#Homelab · 3 Min. Lesezeit · Tim Rinkel

FORGEJO-HAMMER! v11.0.14 schiebt JETZT den nächsten LTS-Patch raus — DEIN Self-Hosted Git muss aktualisiert werden

FORGEJO-HAMMER! v11.0.14 schiebt JETZT den nächsten LTS-Patch raus — DEIN Self-Hosted Git muss aktualisiert werden

Forgejo schiebt JETZT die v11.0.14 raus — und das ist die zweite Mai-Auslieferung in der Long-Term-Support-Linie. Heisst: Auch wer auf dem konservativen LTS-Zug fährt, kriegt mit Datum 12. Mai 2026 frische Bug-Fixes auf den Self-Hosted-Git-Server. Wer auf v15 ist, ist sowieso fein raus. Wer aber bewusst auf v11 sitzen geblieben ist, sollte dieses Update SOFORT einspielen.

WARUM überhaupt LTS, wenn v15 längst läuft?

Forgejo hat zwei Release-Schienen. Auf der einen rollt v15.0 mit Quoten-UI, Scoped Tokens und allem, was 2026 dazugekommen ist. Auf der anderen tickt v11 still vor sich hin — getragen von Admins, die in Produktion lieber stabil bleiben als jede Quartals-Welle mitschwimmen. Genau für die hat das Forgejo-Team zugesagt: v11 wird bis 16. Juli 2026 weiter mit Sicherheits- und Bug-Fixes versorgt. Und genau in diese Zusage passt v11.0.14.

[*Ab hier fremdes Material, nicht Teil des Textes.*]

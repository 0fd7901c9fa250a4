use crate::config::OpenWeatherMapConfig;
use crate::error::{FarmcastError, Result};
use crate::models::{
    Alert, AlertSeverity, AlertType, Coordinates, DailyForecastEntry, Forecast, Observation,
};
use chrono::{DateTime, NaiveDate, Utc};
use serde::de::DeserializeOwned;
use serde::Deserialize;
use std::collections::HashSet;

const API_BASE_URL: &str = "https://api.openweathermap.org/data/2.5";
const GEO_BASE_URL: &str = "https://api.openweathermap.org/geo/1.0";
const FORECAST_DAYS: usize = 5;

pub struct OpenWeatherMapClient {
    client: reqwest::Client,
    config: OpenWeatherMapConfig,
}

// OpenWeatherMap API response structures
#[derive(Debug, Deserialize)]
struct OwmCurrentResponse {
    name: String,
    sys: OwmSys,
    main: OwmMain,
    wind: OwmWind,
    #[serde(default)]
    visibility: Option<f64>, // metres
    weather: Vec<OwmWeather>,
}

#[derive(Debug, Deserialize)]
struct OwmSys {
    #[serde(default)]
    country: String,
}

#[derive(Debug, Deserialize)]
struct OwmMain {
    temp: f64,
    feels_like: f64,
    humidity: f64,
    pressure: f64,
}

#[derive(Debug, Deserialize)]
struct OwmWind {
    speed: f64,
}

#[derive(Debug, Deserialize)]
struct OwmWeather {
    description: String,
    icon: String,
}

#[derive(Debug, Deserialize)]
struct OwmUvResponse {
    #[serde(default)]
    value: f64,
}

#[derive(Debug, Deserialize)]
struct OwmForecastResponse {
    list: Vec<OwmForecastItem>,
}

#[derive(Debug, Deserialize)]
struct OwmForecastItem {
    dt: i64,
    main: OwmForecastMain,
    weather: Vec<OwmWeather>,
    wind: OwmWind,
    #[serde(default)]
    pop: f64, // probability of precipitation, 0.0-1.0
}

#[derive(Debug, Deserialize)]
struct OwmForecastMain {
    temp_min: f64,
    temp_max: f64,
    humidity: f64,
}

#[derive(Debug, Deserialize)]
struct OwmOneCallResponse {
    #[serde(default)]
    alerts: Vec<OwmAlert>,
}

#[derive(Debug, Deserialize)]
struct OwmAlert {
    #[serde(default)]
    sender_name: Option<String>,
    event: String,
    start: i64,
    end: i64,
    #[serde(default)]
    description: String,
    #[serde(default)]
    tags: Vec<String>,
    #[serde(default)]
    areas: Vec<String>,
}

#[derive(Debug, Deserialize)]
struct OwmGeocodeEntry {
    lat: f64,
    lon: f64,
}

/// Round half toward positive infinity, so -2.5 becomes -2 and 2.5 becomes 3.
fn round_to(value: f64, decimals: i32) -> f64 {
    let factor = 10f64.powi(decimals);
    (value * factor + 0.5).floor() / factor
}

impl OpenWeatherMapClient {
    pub fn new(config: OpenWeatherMapConfig) -> Self {
        Self {
            client: reqwest::Client::new(),
            config,
        }
    }

    async fn get_json<T: DeserializeOwned>(&self, url: &str) -> Result<T> {
        let response =
            self.client.get(url).send().await.map_err(|e| {
                FarmcastError::DataSourceUnavailable(format!("OpenWeatherMap: {}", e))
            })?;

        if !response.status().is_success() {
            let status = response.status();
            let body = response.text().await.unwrap_or_default();
            return Err(FarmcastError::DataSourceUnavailable(format!(
                "OpenWeatherMap returned {}: {}",
                status, body
            )));
        }

        response.json::<T>().await.map_err(|e| {
            FarmcastError::DataSourceUnavailable(format!(
                "Failed to parse OpenWeatherMap response: {}",
                e
            ))
        })
    }

    /// Fetch current conditions and UV index concurrently.
    ///
    /// A failed UV lookup is not fatal; the index falls back to 0.
    pub async fn fetch_current(&self, coords: &Coordinates) -> Result<Observation> {
        let weather_url = format!(
            "{}/weather?lat={}&lon={}&appid={}&units=metric",
            API_BASE_URL, coords.latitude, coords.longitude, self.config.api_key
        );
        let uv_url = format!(
            "{}/uvi?lat={}&lon={}&appid={}",
            API_BASE_URL, coords.latitude, coords.longitude, self.config.api_key
        );

        let (weather, uv) = tokio::join!(
            self.get_json::<OwmCurrentResponse>(&weather_url),
            self.get_json::<OwmUvResponse>(&uv_url)
        );

        let uv_index = match uv {
            Ok(uv) => uv.value,
            Err(e) => {
                tracing::debug!("UV index unavailable: {}", e);
                0.0
            }
        };

        Ok(Self::convert_current(weather?, uv_index))
    }

    /// Fetch the 5-day/3-hour forecast reduced to one entry per day
    pub async fn fetch_forecast(&self, coords: &Coordinates) -> Result<Forecast> {
        let url = format!(
            "{}/forecast?lat={}&lon={}&appid={}&units=metric",
            API_BASE_URL, coords.latitude, coords.longitude, self.config.api_key
        );

        let response: OwmForecastResponse = self.get_json(&url).await?;
        Ok(Self::convert_forecast(response))
    }

    /// Fetch alerts issued by national weather agencies via One Call
    pub async fn fetch_alerts(&self, coords: &Coordinates) -> Result<Vec<Alert>> {
        let url = format!(
            "{}/onecall?lat={}&lon={}&appid={}&exclude=minutely,hourly,daily",
            API_BASE_URL, coords.latitude, coords.longitude, self.config.api_key
        );

        let response: OwmOneCallResponse = self.get_json(&url).await?;
        Ok(response
            .alerts
            .into_iter()
            .filter_map(Self::convert_alert)
            .collect())
    }

    /// Resolve a place name to coordinates. `None` when nothing matches.
    pub async fn geocode(&self, location: &str) -> Result<Option<Coordinates>> {
        let url = reqwest::Url::parse_with_params(
            &format!("{}/direct", GEO_BASE_URL),
            &[
                ("q", location),
                ("limit", "1"),
                ("appid", self.config.api_key.as_str()),
            ],
        )
        .map_err(|e| FarmcastError::InvalidData(format!("Bad geocoding URL: {}", e)))?;

        let entries: Vec<OwmGeocodeEntry> = self.get_json(url.as_str()).await?;
        Ok(entries
            .first()
            .map(|e| Coordinates::new(e.lat, e.lon)))
    }

    /// Test connection to OpenWeatherMap API
    pub async fn test_connection(&self, coords: &Coordinates) -> Result<bool> {
        let url = format!(
            "{}/weather?lat={}&lon={}&appid={}&units=metric",
            API_BASE_URL, coords.latitude, coords.longitude, self.config.api_key
        );

        let response =
            self.client.get(&url).send().await.map_err(|e| {
                FarmcastError::DataSourceUnavailable(format!("OpenWeatherMap: {}", e))
            })?;

        Ok(response.status().is_success())
    }

    fn convert_current(response: OwmCurrentResponse, uv_index: f64) -> Observation {
        let (description, icon) = response
            .weather
            .into_iter()
            .next()
            .map(|w| (w.description, w.icon))
            .unwrap_or_default();

        let location = if response.sys.country.is_empty() {
            response.name
        } else {
            format!("{}, {}", response.name, response.sys.country)
        };

        Observation {
            location,
            temperature: round_to(response.main.temp, 0),
            feels_like: round_to(response.main.feels_like, 0),
            humidity: response.main.humidity,
            wind_speed: round_to(response.wind.speed, 1),
            pressure: response.main.pressure,
            visibility: response
                .visibility
                .map(|m| round_to(m / 1000.0, 1))
                .unwrap_or(10.0),
            uv_index: round_to(uv_index, 1),
            description,
            icon,
        }
    }

    /// Keep the first 3-hour slot of each calendar day, up to five days
    fn convert_forecast(response: OwmForecastResponse) -> Forecast {
        let mut seen: HashSet<NaiveDate> = HashSet::new();
        let mut days = Vec::new();

        for item in response.list {
            let Some(timestamp) = DateTime::<Utc>::from_timestamp(item.dt, 0) else {
                tracing::debug!("Skipping forecast item with bad timestamp {}", item.dt);
                continue;
            };
            let date = timestamp.date_naive();
            if !seen.insert(date) {
                continue;
            }

            let (description, icon) = item
                .weather
                .into_iter()
                .next()
                .map(|w| (w.description, w.icon))
                .unwrap_or_default();

            days.push(DailyForecastEntry {
                date,
                high: round_to(item.main.temp_max, 0),
                low: round_to(item.main.temp_min, 0),
                precipitation: round_to(item.pop * 100.0, 0),
                humidity: item.main.humidity,
                wind_speed: item.wind.speed,
                description,
                icon,
            });

            if days.len() >= FORECAST_DAYS {
                break;
            }
        }

        days.sort_by_key(|d| d.date);
        Forecast::new(days)
    }

    fn convert_alert(alert: OwmAlert) -> Option<Alert> {
        let start_time = DateTime::<Utc>::from_timestamp(alert.start, 0)?;
        let end_time = DateTime::<Utc>::from_timestamp(alert.end, 0)?;

        Some(Alert {
            id: format!(
                "{}{}",
                alert.sender_name.as_deref().unwrap_or("system"),
                alert.start
            ),
            alert_type: AlertType::from_event(&alert.event),
            severity: AlertSeverity::from_tags(&alert.tags),
            title: alert.event,
            description: alert.description,
            start_time,
            end_time,
            areas: alert.areas,
        })
    }
}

WAS bringt der Patch konkret?

Forgejo dokumentiert die Mai-Punkt-Releases als reine Bugfix-Hops in der LTS-Linie. Die Release-Notes der v11-Serie zeigen: Es geht um Issue-Tracker-Verhalten, API-Konsistenz, Token-Handling — also genau die Stellen, an denen Self-Hoster ihre CI-Pipelines aufhängen. Vorgänger v11.0.13 vom 29. April 2026 hat schon die Hälfte der Tickets eingesammelt, v11.0.14 zieht nach.

SO updatest du in 5 Minuten

Wer Forgejo als Docker-Container fährt, zieht das neue Image und startet den Stack neu:

docker compose pull forgejo
docker compose up -d

Bei einer Binary-Installation lädst du das frische Release-Artefakt, stoppst den Dienst, ersetzt das Binary und startest es neu. Wichtig: Datenbank vorher sichern — auch wenn der Patch keine Schema-Migration ankündigt, ist ein Snapshot auf den ZFS-Pool oder ein pg_dump in der Nacht günstig.

EXTRA-TIPP: Geht v15.0 schon für dich?

Forgejo hat im April 2026 die v15.0 ausgerollt — mit Scoped Tokens, Welcome-Screen und Quoten-UI. Wer bisher abgewartet hat, kann sich die Release-Notes jetzt anschauen und einen Plan für den Sprung machen. Spätestens nach dem 16. Juli 2026 läuft v11 nämlich aus dem Support — dann ist der Wechsel keine Kür mehr, sondern Pflicht.

FAZIT

v11.0.14 ist KEIN spektakulärer Patch. Aber genau das ist der Punkt: Wer auf LTS sitzt, will keinen Krawall, sondern saubere Wartung. Das liefert Forgejo. Update einspielen, weiterarbeiten.

Quellen: Forgejo Release-Übersicht, endoflife.date/forgejo, Forgejo Blog v11.x.

Häufige Fragen

Brauche ich v11.0.14, wenn ich schon auf v15 bin?
Nein. v15 hat eine eigene Patch-Linie. v11.0.14 ist ausschließlich für die LTS-Anwender, die bewusst auf der älteren Schiene geblieben sind. v15-Nutzer warten auf v15-Punkt-Releases.
Wie lange wird v11 noch gepflegt?
Bis zum 16. Juli 2026. Danach erscheinen keine Sicherheits- oder Bug-Patches mehr für die Linie. Wer Forgejo weiter produktiv betreiben will, sollte spätestens dann auf v15 wechseln.
Bricht der Patch bestehende CI-Pipelines?
Forgejo-Punkt-Releases sind explizit so geschnitten, dass sie keine Breaking Changes liefern. API-Verträge bleiben unverändert. Wer trotzdem unsicher ist, kann das Update zuerst auf einer Staging-Instanz testen.
Wo finde ich die vollständigen Release-Notes?
Auf forgejo.org/releases/11.x/ liegen alle Patch-Notes der v11-Linie. Zusätzlich pflegt die Hackers-Town-Forge eine RELEASE-NOTES.md im Repo, die ebenfalls jeden Punkt-Release dokumentiert.